══ Working data ══
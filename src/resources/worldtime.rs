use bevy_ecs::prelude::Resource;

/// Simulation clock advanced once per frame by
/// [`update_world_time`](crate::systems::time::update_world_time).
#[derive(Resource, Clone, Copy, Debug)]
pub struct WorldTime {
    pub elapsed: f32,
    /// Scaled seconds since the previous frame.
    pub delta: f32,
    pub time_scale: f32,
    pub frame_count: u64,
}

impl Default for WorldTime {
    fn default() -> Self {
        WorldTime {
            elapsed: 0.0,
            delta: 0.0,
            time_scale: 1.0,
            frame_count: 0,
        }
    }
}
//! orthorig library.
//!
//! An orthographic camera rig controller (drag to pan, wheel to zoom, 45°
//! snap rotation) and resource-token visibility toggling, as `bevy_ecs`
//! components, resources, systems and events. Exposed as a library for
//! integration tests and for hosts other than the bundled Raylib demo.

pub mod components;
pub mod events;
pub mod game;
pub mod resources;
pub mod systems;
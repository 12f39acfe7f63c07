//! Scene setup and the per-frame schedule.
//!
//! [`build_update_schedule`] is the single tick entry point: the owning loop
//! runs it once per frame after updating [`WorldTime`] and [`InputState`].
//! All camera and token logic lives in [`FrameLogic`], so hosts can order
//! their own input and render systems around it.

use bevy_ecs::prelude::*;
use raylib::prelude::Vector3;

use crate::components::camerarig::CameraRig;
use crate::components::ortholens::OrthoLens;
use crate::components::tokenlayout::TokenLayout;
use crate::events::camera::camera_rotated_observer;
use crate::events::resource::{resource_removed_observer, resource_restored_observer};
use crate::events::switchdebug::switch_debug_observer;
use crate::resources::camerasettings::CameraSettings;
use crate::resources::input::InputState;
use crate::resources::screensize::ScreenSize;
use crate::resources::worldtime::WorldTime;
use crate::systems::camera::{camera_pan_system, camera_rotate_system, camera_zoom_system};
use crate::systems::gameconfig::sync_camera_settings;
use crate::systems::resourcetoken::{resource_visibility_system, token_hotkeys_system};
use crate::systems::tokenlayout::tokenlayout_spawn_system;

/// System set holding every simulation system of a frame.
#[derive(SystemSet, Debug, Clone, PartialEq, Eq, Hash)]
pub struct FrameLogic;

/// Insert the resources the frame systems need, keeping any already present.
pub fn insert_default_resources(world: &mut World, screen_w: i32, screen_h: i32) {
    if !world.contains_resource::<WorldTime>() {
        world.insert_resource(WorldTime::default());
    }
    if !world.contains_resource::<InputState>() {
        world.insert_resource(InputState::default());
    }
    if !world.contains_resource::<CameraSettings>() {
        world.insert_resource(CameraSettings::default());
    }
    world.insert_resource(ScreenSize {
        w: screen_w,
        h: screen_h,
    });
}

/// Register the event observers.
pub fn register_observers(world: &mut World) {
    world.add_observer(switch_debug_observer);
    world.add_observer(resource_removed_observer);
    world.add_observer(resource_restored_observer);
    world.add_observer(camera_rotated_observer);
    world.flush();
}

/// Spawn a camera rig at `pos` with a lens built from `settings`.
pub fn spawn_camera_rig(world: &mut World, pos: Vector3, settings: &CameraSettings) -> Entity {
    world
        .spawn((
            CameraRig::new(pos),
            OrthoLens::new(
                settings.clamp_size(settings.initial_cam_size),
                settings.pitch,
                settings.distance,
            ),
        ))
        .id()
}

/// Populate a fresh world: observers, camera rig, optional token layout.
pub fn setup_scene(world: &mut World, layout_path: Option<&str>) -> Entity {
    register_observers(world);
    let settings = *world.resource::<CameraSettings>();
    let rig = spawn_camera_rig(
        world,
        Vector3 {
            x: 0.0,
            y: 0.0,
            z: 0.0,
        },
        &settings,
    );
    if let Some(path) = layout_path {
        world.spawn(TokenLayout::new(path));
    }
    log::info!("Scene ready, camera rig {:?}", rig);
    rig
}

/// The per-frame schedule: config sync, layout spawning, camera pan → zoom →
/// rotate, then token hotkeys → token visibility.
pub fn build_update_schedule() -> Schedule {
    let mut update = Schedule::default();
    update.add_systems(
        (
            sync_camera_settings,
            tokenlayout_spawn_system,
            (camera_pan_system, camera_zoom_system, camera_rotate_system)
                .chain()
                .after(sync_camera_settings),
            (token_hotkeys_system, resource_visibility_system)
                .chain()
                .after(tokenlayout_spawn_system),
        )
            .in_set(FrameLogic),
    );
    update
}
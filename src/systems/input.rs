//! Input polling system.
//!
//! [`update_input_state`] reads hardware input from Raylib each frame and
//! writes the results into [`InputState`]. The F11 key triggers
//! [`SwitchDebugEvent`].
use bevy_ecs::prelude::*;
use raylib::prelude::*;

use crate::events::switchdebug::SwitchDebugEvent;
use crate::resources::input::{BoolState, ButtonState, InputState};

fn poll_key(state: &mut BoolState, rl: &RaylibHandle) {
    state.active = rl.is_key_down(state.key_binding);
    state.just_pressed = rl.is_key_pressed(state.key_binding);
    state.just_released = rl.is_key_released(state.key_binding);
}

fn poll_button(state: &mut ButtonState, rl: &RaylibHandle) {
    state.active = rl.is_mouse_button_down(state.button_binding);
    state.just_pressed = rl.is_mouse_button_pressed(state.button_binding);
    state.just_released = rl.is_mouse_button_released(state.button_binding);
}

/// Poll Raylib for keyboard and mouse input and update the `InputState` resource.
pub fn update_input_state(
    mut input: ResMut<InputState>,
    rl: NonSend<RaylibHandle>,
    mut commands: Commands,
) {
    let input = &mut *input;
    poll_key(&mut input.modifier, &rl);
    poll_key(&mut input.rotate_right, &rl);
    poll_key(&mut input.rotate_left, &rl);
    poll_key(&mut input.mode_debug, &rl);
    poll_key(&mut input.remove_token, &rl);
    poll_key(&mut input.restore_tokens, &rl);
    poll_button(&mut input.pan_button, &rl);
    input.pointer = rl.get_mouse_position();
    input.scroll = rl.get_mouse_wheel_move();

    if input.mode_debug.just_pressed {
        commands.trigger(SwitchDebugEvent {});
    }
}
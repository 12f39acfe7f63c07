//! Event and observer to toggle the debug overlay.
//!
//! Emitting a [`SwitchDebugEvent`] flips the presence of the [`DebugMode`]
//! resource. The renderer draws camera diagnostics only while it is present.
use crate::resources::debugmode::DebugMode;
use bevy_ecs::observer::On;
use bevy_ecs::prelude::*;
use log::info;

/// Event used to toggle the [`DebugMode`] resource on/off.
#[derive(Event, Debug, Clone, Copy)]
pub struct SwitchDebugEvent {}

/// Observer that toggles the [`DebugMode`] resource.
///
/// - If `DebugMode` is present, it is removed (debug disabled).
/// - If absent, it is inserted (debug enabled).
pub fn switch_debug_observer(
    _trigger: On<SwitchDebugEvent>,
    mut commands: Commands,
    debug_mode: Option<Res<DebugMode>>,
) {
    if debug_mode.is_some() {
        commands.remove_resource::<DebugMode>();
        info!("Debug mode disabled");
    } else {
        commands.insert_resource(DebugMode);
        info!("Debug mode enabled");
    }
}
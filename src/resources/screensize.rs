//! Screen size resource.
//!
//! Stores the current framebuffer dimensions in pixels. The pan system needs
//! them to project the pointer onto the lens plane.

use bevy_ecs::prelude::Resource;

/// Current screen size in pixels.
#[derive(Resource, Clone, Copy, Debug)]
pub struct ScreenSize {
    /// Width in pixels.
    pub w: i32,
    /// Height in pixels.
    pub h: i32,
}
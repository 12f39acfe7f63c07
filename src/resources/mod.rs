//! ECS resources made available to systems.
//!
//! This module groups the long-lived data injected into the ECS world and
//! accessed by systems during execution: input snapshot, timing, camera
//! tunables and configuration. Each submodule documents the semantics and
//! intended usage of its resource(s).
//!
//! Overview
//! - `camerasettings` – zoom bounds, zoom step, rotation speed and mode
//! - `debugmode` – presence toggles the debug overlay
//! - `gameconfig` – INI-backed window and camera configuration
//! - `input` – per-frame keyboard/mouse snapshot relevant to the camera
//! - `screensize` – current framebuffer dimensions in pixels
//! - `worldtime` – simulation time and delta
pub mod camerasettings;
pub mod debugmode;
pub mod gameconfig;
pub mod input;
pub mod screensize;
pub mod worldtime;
═══
══ Working data ══
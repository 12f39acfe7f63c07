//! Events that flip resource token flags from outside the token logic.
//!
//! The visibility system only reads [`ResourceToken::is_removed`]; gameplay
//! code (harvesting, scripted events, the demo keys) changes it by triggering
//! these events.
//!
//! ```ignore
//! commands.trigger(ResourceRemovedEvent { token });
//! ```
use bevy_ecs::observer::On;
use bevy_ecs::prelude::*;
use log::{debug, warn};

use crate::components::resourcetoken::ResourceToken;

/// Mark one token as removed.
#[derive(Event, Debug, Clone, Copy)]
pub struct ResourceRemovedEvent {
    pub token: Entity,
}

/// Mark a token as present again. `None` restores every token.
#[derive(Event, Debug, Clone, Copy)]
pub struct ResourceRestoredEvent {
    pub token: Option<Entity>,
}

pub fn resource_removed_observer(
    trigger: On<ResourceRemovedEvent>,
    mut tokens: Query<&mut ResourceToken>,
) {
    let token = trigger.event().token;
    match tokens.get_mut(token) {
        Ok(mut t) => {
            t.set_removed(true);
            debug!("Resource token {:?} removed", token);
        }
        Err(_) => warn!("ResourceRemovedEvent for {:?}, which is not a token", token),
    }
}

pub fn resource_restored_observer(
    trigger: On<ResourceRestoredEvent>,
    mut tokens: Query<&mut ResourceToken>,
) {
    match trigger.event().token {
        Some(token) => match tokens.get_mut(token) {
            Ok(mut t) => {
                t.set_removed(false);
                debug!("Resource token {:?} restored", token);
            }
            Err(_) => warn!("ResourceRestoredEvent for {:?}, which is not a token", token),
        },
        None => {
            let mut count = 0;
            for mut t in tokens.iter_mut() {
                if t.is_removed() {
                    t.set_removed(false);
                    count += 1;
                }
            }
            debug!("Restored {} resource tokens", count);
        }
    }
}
═══
══ Working data ══
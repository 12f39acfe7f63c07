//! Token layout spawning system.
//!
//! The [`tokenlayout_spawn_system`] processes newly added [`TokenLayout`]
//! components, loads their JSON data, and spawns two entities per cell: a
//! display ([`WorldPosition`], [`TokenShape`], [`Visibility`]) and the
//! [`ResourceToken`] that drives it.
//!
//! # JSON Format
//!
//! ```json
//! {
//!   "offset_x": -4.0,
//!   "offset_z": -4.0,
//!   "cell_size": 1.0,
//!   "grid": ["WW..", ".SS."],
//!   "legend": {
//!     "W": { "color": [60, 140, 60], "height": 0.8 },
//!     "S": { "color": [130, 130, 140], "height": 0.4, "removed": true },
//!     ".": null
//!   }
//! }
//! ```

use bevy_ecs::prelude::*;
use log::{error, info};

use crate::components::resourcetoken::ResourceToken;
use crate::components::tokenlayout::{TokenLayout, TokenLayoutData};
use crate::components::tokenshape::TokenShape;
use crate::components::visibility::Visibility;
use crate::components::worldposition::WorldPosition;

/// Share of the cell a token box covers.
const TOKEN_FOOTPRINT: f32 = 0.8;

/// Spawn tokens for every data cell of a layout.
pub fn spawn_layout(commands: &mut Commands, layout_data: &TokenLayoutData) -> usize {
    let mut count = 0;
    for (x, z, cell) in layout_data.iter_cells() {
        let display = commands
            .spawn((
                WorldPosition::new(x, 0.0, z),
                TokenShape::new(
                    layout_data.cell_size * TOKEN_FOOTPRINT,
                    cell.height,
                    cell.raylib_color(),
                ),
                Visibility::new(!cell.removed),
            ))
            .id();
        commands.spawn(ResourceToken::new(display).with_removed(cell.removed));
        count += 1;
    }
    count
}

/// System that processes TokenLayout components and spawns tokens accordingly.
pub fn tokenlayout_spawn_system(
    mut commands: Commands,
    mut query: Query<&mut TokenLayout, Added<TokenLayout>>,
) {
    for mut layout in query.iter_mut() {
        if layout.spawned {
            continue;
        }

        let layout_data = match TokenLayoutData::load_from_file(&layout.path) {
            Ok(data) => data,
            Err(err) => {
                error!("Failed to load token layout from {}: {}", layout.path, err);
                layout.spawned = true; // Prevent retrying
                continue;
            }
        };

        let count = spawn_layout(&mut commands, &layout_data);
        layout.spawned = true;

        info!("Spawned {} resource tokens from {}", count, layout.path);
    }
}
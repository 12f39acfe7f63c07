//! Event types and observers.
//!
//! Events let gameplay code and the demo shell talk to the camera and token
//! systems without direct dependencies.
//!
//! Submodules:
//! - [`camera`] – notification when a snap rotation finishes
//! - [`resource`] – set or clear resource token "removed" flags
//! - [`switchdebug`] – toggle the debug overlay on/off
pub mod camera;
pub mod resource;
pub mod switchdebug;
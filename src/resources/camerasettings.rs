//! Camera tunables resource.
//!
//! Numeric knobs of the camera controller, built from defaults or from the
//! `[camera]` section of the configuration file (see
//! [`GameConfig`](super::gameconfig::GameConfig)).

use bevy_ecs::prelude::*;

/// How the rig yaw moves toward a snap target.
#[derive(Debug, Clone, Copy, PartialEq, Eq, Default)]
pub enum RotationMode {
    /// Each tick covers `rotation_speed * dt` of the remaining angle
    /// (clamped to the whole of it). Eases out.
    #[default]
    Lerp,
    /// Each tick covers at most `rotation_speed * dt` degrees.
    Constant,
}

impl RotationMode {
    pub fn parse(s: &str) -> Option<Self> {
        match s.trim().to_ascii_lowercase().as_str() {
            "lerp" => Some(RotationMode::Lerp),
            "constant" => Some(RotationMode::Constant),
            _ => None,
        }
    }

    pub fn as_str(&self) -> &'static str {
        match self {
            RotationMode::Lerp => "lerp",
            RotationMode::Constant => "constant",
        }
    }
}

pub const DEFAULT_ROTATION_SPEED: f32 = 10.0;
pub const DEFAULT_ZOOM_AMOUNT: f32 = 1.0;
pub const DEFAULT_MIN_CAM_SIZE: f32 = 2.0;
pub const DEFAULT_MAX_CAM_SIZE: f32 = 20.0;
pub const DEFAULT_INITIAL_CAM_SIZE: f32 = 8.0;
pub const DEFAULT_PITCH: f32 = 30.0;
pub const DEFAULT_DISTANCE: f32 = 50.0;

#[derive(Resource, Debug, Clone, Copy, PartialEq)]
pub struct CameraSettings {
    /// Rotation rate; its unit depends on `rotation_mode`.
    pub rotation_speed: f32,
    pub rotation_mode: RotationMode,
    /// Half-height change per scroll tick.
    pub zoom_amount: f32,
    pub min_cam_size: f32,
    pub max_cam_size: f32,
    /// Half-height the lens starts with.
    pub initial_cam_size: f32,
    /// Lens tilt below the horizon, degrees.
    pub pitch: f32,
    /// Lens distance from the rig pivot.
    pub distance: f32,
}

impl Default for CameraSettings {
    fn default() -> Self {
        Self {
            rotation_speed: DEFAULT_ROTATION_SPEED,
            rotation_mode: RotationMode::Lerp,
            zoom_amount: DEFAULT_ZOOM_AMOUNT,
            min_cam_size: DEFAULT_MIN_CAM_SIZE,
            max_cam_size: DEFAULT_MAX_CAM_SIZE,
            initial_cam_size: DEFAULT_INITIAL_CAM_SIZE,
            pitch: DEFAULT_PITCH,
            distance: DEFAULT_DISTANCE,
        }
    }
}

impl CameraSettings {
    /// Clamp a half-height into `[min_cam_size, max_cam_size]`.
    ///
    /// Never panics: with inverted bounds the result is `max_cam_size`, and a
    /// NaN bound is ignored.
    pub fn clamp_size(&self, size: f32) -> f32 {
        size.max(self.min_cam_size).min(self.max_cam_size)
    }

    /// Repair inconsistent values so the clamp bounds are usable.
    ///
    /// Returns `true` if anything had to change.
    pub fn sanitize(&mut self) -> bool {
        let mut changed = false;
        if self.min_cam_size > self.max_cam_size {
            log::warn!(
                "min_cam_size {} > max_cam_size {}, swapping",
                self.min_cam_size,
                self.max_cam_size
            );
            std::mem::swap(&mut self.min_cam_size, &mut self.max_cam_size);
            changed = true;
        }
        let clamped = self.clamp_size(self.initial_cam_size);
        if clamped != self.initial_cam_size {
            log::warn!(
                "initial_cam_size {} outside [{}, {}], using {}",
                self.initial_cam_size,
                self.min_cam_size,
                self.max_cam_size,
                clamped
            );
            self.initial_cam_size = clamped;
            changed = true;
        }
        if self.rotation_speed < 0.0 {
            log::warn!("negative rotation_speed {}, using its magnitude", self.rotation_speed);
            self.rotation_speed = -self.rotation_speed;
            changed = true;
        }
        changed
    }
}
═══
Problem requirements
Look through the listing, and copy each line that contains the word "spawns".

Written response
//! components, loads their JSON data, and spawns two entities per cell: a
/// System that processes TokenLayout components and spawns tokens accordingly.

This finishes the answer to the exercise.